I have a better lifestyle for you. It can be boiled down to one word, and that word is not FAT, MEAT, or RAW. This is a special word, a magic system that not only serves as a recipe for what you eat, but a playbook for how to live your life. This single word? The only rule you’ll ever need? This passphrase that unlocks decades of research you’ve never read? It’s moderation. Oh, so boring right? You probably think you’ve tried moderation before. That you gave it a fair shot and moderation did nothing for you. But you’d be wrong.
Moderation comes from the Latin “moderare” which means “to control.” It avoids excess and extremes, and encourages a life in the middle. Synonyms for moderate include self-restraint, self-control, self-command, and self-discipline. Which explains why we avoid moderation like the plague; we possess none of those things.
Back to food, the number of choices on what to eat alone are mind-boggling. The grocery store is a veritable jungle of sights and tastes and nutritional value competing for a place in our bodies and minds.
With so much choice, it’s no wonder we turn to diets – er, lifestyles – to reduce the number of decisions we have to make. Doesn’t it make it easier? Aren’t we special? So we believe. But the limits of one only encourage the excess of another. And the yo-yo-ing between these two extremes can be nauseating.
Under the facade of science, we tweak these lifestyles to ever-more detailed minutiae. Now add acai! Now subtract lactose! Armed with such complex rules the next time you open the fridge, you feel control. You’ve got this nut figured out. (Wait, can you eat nuts?)
But make as many food substitutions as you’d like, external rules will never be a replacement for your own self-discipline. Here’s the thing. You already know everything you need to be successful. Take a breath. You know the choices to make. We fill our time with personal development books and new tomes on eating and the latest green smoothie recipe because we don’t trust ourselves, maybe don’t even like ourselves. (And hey, that’s a good instinct to have; companies are now spending millions and billions of dollars perfecting the addictive crunch of a chip until the whole bag is gone, the auto-play of the next episode until you’ve watched the entire season, the notification alert until all of your time is spent.)

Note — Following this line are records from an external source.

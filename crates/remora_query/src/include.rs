//! Include-path hydration with cycle breaking.

use crate::error::QueryResult;
use remora_datastore::LocalDatastore;
use remora_value::{decode_object, ObjectData, Pointer, Value};
use std::collections::HashSet;

fn load_data(store: &LocalDatastore, pointer: &Pointer) -> QueryResult<Option<ObjectData>> {
    let record = match store.get_record(&pointer.identity_key())? {
        Some(record) => record,
        None => return Ok(None),
    };
    let map = match record.as_object() {
        Some(map) => map,
        None => return Ok(None),
    };
    Ok(Some(decode_object(map)?))
}

/// Fully hydrates a value: pointers resolve to their stored records,
/// recursively, with `visited` recording the identity keys already on the
/// current traversal. A pointer whose key is already visited stays a bare
/// pointer — that is the cycle break.
pub fn hydrate_value(
    store: &LocalDatastore,
    value: &Value,
    visited: &mut HashSet<String>,
) -> QueryResult<Value> {
    match value {
        Value::Pointer(pointer) => {
            let key = pointer.identity_key();
            if visited.contains(&key) {
                return Ok(value.clone());
            }
            match load_data(store, pointer)? {
                Some(mut data) => {
                    visited.insert(key.clone());
                    data = hydrate_data(store, data, visited)?;
                    visited.remove(&key);
                    Ok(Value::NestedObject(Box::new(data)))
                }
                None => Ok(value.clone()),
            }
        }
        Value::NestedObject(data) => {
            let hydrated = hydrate_data(store, (**data).clone(), visited)?;
            Ok(Value::NestedObject(Box::new(hydrated)))
        }
        Value::Array(items) => {
            let hydrated: QueryResult<Vec<_>> = items
                .iter()
                .map(|item| hydrate_value(store, item, visited))
                .collect();
            Ok(Value::Array(hydrated?))
        }
        Value::Object(map) => {
            let mut out = std::collections::BTreeMap::new();
            for (k, v) in map {
                out.insert(k.clone(), hydrate_value(store, v, visited)?);
            }
            Ok(Value::Object(out))
        }
        _ => Ok(value.clone()),
    }
}

fn hydrate_data(
    store: &LocalDatastore,
    mut data: ObjectData,
    visited: &mut HashSet<String>,
) -> QueryResult<ObjectData> {
    let attrs: Vec<String> = data.attributes.keys().cloned().collect();
    for attr in attrs {
        let value = data.attributes[&attr].clone();
        let hydrated = hydrate_value(store, &value, visited)?;
        data.attributes.insert(attr, hydrated);
    }
    Ok(data)
}

/// Resolves one include path (`a.b.c`) on a record.
///
/// Each path segment hydrates the pointer(s) at that position; the value
/// at the final segment hydrates fully recursively. Arrays hydrate
/// element-wise at every step.
pub fn resolve_include_path(
    store: &LocalDatastore,
    data: &mut ObjectData,
    path: &str,
) -> QueryResult<()> {
    let segments: Vec<&str> = path.split('.').filter(|s| !s.is_empty()).collect();
    if segments.is_empty() {
        return Ok(());
    }
    let mut visited = HashSet::new();
    if let Some(key) = data.identity_key() {
        visited.insert(key);
    }
    resolve_segments(store, data, &segments, &mut visited)
}

fn resolve_segments(
    store: &LocalDatastore,
    data: &mut ObjectData,
    segments: &[&str],
    visited: &mut HashSet<String>,
) -> QueryResult<()> {
    let attr = segments[0];
    let rest = &segments[1..];
    let value = match data.attributes.get(attr) {
        Some(value) => value.clone(),
        None => return Ok(()),
    };
    let resolved = resolve_in_value(store, &value, rest, visited)?;
    data.attributes.insert(attr.to_string(), resolved);
    Ok(())
}

fn resolve_in_value(
    store: &LocalDatastore,
    value: &Value,
    rest: &[&str],
    visited: &mut HashSet<String>,
) -> QueryResult<Value> {
    match value {
        Value::Array(items) => {
            let resolved: QueryResult<Vec<_>> = items
                .iter()
                .map(|item| resolve_in_value(store, item, rest, visited))
                .collect();
            Ok(Value::Array(resolved?))
        }
        Value::Pointer(pointer) => {
            let key = pointer.identity_key();
            if visited.contains(&key) {
                return Ok(value.clone());
            }
            let data = match load_data(store, pointer)? {
                Some(data) => data,
                None => return Ok(value.clone()),
            };
            visited.insert(key.clone());
            let result = finish_segment(store, data, rest, visited)?;
            visited.remove(&key);
            Ok(result)
        }
        Value::NestedObject(data) => {
            finish_segment(store, (**data).clone(), rest, visited)
        }
        _ => Ok(value.clone()),
    }
}

fn finish_segment(
    store: &LocalDatastore,
    mut data: ObjectData,
    rest: &[&str],
    visited: &mut HashSet<String>,
) -> QueryResult<Value> {
    if rest.is_empty() {
        // Final segment: hydrate the whole subtree.
        let data = hydrate_data(store, data, visited)?;
        Ok(Value::NestedObject(Box::new(data)))
    } else {
        resolve_segments(store, &mut data, rest, visited)?;
        Ok(Value::NestedObject(Box::new(data)))
    }
}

We do need rules, tricks and defenses to put up against the new, the shiny, the distractions, the temptations – even if those are couched in kale and productivity. Extremes are extremes, no matter which end of the spectrum they lie. So break out your arsenal. Just be careful you aren’t trading one extreme for another. Don’t fear one extreme so much that you live under the supposed protection of another. When in doubt, eat a donut.
Moderation is a simple concept. There is nothing that cannot be moderated. Your actions, your desires and thoughts can all live by one simple rule, one magic system. But we don’t do it. I think that’s because moderation is not fun in the moment. But smart people know moderation need not exist in every moment, only over time. The moments stacked one on top of another become a fortress against the latest fads, diets and lifestyles. All good things come over time.
So the next time someone asks you, instead of saying you’re “fasting” or “juicing,” just say you’re “moderating.” People might chuckle, roll their eyes in exasperation, or secretly be glad they know the latest research that you are clearly unaware. But keep trucking on, eating your your cheese and your beans and your brussel sprouts and your chocolate almonds, and f*cking enjoy your life.